Harry Coppell takes a break from training during lockdownHarry Coppell takes a break from training during lockdown

‘I think I unlocked something technical in the break, which means I’m vaulting better than ever now. To think about personal bests this year might be a bit of a tall order but definitely next year, I think 4.90m is on for me.

‘Obviously I would have been ready for the Olympics this year but I think I could be in even better shape next year. I hope in a couple of years I will be able to look back on this time as a turning point.’

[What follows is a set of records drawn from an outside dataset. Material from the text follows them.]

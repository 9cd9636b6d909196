//! Byte cursor for input navigation

use crate::error::Pos;

/// Cursor over XML input bytes with line/column tracking
#[derive(Clone, Debug)]
pub struct Cursor<'a> {
    input: &'a [u8],
    pos: usize,
    line: u32,
    col: u32,
}

impl<'a> Cursor<'a> {
    /// Create cursor from byte slice
    pub const fn new(input: &'a [u8]) -> Self {
        Self {
            input,
            pos: 0,
            line: 1,
            col: 1,
        }
    }

    /// Get current byte without consuming
    pub fn current(&self) -> Option<u8> {
        self.input.get(self.pos).copied()
    }

    /// Peek at byte ahead without consuming
    pub fn peek(&self, ahead: usize) -> Option<u8> {
        self.input.get(self.pos.saturating_add(ahead)).copied()
    }

    /// Check whether the unread input begins with `pattern`
    pub fn starts_with(&self, pattern: &[u8]) -> bool {
        self.remaining().starts_with(pattern)
    }

    /// Advance cursor by one byte
    pub fn advance(&mut self) {
        if let Some(b) = self.current() {
            self.pos += 1;
            if b == b'\n' {
                self.line += 1;
                self.col = 1;
            } else {
                self.col += 1;
            }
        }
    }

    /// Advance cursor by `count` bytes, stopping at end of input
    pub fn advance_by(&mut self, count: usize) {
        for _ in 0..count {
            self.advance();
        }
    }

    /// Skip whitespace
    pub fn skip_whitespace(&mut self) {
        while let Some(b) = self.current() {
            if matches!(b, b' ' | b'\t' | b'\n' | b'\r') {
                self.advance();
            } else {
                break;
            }
        }
    }

    /// Consume byte if it matches
    pub fn consume(&mut self, expected: u8) -> bool {
        if self.current() == Some(expected) {
            self.advance();
            true
        } else {
            false
        }
    }

    /// Get current position
    pub const fn position(&self) -> Pos {
        Pos::new(self.pos, self.line, self.col)
    }

    /// Check if at end of input
    pub const fn is_eof(&self) -> bool {
        self.pos >= self.input.len()
    }

    /// Get remaining bytes
    pub fn remaining(&self) -> &'a [u8] {
        self.input.get(self.pos..).unwrap_or_default()
    }

    /// Get current position index
    pub const fn pos(&self) -> usize {
        self.pos
    }

    /// Get slice from start to current position
    pub fn slice_from(&self, start: usize) -> &'a [u8] {
        self.input.get(start..self.pos).unwrap_or_default()
    }
}

#[cfg(test)]
mod tests {
    use super::*;

    #[test]
    fn test_cursor_basic() {
        let mut cursor = Cursor::new(b"hello");
        assert_eq!(cursor.current(), Some(b'h'));
        assert_eq!(cursor.peek(1), Some(b'e'));
        cursor.advance();
        assert_eq!(cursor.current(), Some(b'e'));
    }

    #[test]
    fn test_cursor_whitespace() {
        let mut cursor = Cursor::new(b"  \t\nhello");
        cursor.skip_whitespace();
        assert_eq!(cursor.current(), Some(b'h'));
        assert_eq!(cursor.position().line, 2);
    }

    #[test]
    fn test_cursor_starts_with_and_advance_by() {
        let mut cursor = Cursor::new(b"<!-- x -->");
        assert!(cursor.starts_with(b"<!--"));
        cursor.advance_by(4);
        assert_eq!(cursor.current(), Some(b' '));
        cursor.advance_by(100);
        assert!(cursor.is_eof());
    }

    #[test]
    fn test_cursor_consume() {
        let mut cursor = Cursor::new(b"abc");
        assert!(cursor.consume(b'a'));
        assert!(!cursor.consume(b'z'));
        assert_eq!(cursor.current(), Some(b'b'));
    }

    #[test]
    fn test_cursor_eof() {
        let cursor = Cursor::new(b"");
        assert!(cursor.is_eof());
        assert_eq!(cursor.current(), None);
        assert!(cursor.remaining().is_empty());
    }

    #[test]
    fn test_cursor_slice() {
        let mut cursor = Cursor::new(b"hello world");
        let start = cursor.pos();
        cursor.advance_by(3);
        assert_eq!(cursor.slice_from(start), b"hel");
    }
}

And the 28-year-old Blackburn Harrier added: ‘The emotions of a big competition are what I live for – I love that adrenalin and pressure. I am sad to think I can’t do that this year but there are plans for some parts of the domestic season – the British Championships and the Diamond League at Gateshead.

‘I’ve been invited to at least ten competitions around Europe. It’s great that people are starting to organise competitions again but I don’t want to be going there if when I come back I have to go into quarantine for two weeks and can’t train.’

Harry Coppell, from Billinge, also studies at Loughborough and used the outdoor facilities there to train during lockdown. He set a personal best of 5.80m in February to qualify for the Olympics and believes the extra time he’s been given to prepare for the Games in Tokyo will help him reach greater heights.

The 23-year-old former World Youth Champion said: ‘I think postponing the Olympics has been a good thing for me – it gives me an extra year to improve and to hopefully jump higher. I’m excited for the opportunity – I don’t think I’ve lost anything in lockdown, so we’ll see what form I’m in when I get back to competition.

‘Holly is in a better position than me because she already has that profile and will be invited to events, whereas I’m still emerging onto the scene. Competitions are happening in August and September, but we’ll have to see about the travel restrictions – it’s no good going to compete if I’ll have to be in quarantine for two weeks when I get back.

‘I have been lucky to be able to use some of the outdoor facilities at the university during lockdown. That’s meant I could maintain my fitness ready for if there’s any opportunity for competitions later in the summer.’


Katrina Johnson-Thompson: The 27-year-old Liverpool-born heptathlete is one of the biggest names in British sport and will be among the favourites for gold in Tokyo. Known as KJT, she is the British record holder and the reigning Commonwealth and World Champion.

Sophie Hitchon: The Burnley-born British record holder became the first GB hammer thrower to win an Olympic medal when she took bronze at the Rio Games in 2016. Having made changes to her technique, the Olympic delay could give the 29-year-old valuable extra preparation time.

Naomi Ogbeta: The Preston-born triple jumper who now lives in Salford is a five-time British champion. She made her senior international debut in the 2018 European Championships and attended last year’s world championships with the BBC but will be hoping to be on the track instead of the studio in Tokyo.